**RECORDS TO PROCESS:**
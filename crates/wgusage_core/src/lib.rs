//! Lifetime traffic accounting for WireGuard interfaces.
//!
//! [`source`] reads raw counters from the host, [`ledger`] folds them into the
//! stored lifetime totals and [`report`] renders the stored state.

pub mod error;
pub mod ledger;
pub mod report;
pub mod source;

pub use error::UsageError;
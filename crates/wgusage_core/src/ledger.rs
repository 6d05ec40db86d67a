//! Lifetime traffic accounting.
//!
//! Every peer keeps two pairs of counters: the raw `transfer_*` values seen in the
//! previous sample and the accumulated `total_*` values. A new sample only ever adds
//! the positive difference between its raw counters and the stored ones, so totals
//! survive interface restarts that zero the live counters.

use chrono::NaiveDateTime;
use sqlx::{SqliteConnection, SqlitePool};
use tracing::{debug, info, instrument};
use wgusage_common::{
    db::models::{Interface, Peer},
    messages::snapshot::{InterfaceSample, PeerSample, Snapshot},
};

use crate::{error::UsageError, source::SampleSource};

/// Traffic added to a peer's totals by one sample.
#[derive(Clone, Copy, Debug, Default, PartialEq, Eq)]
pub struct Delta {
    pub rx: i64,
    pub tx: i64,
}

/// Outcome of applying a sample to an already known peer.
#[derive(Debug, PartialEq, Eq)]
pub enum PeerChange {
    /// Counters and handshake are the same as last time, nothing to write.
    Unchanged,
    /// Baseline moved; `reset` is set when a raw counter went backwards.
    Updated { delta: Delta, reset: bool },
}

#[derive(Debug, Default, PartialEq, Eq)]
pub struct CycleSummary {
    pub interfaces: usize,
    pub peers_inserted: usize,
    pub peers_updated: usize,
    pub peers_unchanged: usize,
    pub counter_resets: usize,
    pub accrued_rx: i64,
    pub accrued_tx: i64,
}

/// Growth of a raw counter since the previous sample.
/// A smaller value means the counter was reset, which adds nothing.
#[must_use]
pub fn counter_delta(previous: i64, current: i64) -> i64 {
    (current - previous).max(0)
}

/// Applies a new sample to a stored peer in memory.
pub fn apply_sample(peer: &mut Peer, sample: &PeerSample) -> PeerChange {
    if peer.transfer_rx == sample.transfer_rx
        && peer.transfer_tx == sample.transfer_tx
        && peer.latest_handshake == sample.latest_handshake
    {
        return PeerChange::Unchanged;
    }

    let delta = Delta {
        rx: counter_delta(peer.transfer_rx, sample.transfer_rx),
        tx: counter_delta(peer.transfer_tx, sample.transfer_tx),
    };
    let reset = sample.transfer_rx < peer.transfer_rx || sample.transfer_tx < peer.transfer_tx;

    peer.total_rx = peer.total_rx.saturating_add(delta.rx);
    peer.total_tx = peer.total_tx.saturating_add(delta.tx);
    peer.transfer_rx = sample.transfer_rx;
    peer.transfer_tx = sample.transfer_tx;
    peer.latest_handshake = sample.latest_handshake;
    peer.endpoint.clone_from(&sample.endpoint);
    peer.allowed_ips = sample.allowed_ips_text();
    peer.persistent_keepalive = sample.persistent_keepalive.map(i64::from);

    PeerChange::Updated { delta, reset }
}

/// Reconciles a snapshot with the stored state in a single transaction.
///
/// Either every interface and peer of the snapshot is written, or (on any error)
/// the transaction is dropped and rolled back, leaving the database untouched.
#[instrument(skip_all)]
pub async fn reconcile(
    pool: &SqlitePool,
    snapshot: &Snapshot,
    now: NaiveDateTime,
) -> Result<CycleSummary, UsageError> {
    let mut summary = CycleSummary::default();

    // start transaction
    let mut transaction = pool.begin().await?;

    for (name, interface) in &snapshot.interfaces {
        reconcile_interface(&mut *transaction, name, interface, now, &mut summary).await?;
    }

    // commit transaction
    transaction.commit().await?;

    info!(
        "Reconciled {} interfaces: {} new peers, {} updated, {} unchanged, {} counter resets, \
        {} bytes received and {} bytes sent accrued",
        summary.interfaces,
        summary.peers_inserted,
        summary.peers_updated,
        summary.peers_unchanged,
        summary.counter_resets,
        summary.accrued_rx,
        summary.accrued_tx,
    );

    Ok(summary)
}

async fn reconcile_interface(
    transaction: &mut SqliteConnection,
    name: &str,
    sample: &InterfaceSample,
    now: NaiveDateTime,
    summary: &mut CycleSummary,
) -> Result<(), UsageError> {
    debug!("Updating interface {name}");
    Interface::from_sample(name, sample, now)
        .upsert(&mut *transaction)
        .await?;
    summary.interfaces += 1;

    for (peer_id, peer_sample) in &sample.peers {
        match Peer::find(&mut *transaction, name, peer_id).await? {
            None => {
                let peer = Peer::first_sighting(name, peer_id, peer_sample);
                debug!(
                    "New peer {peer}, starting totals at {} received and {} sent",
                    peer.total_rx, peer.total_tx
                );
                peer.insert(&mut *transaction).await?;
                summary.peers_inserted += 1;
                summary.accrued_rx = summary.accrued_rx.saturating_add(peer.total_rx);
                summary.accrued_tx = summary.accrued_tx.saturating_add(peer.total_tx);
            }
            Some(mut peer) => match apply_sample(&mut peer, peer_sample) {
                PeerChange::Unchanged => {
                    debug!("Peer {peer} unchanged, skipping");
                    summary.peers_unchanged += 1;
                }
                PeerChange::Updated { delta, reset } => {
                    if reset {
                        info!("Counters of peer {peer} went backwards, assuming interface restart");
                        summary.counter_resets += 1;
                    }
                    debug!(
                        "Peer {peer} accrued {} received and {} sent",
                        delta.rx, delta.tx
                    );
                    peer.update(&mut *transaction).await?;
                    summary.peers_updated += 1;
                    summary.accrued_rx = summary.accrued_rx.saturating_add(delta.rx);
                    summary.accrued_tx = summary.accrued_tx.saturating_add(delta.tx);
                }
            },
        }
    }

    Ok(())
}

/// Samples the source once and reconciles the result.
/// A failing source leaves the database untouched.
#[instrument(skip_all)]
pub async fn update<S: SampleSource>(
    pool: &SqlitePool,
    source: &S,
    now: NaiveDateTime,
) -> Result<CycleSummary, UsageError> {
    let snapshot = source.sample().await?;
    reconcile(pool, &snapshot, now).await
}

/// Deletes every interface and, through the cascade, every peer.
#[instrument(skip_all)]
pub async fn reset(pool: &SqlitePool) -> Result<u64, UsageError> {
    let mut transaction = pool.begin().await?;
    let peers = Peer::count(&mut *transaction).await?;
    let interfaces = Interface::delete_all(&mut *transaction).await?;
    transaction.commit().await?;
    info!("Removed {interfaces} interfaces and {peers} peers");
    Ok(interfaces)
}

**PROBLEM DETAILS:** Your reply is to repeat, unchanged, the lines above running from the one with "filename crates/wgusage_core/src/ledger.rs" up to and including the one with "ones, so totals".

**RESULT OF THIS EXERCISE:**
filename crates/wgusage_core/src/ledger.rs
repository 6d05ec40db86d67a
//! Lifetime traffic accounting.
//!
//! Every peer keeps two pairs of counters: the raw `transfer_*` values seen in the
//! previous sample and the accumulated `total_*` values. A new sample only ever adds
//! the positive difference between its raw counters and the stored ones, so totals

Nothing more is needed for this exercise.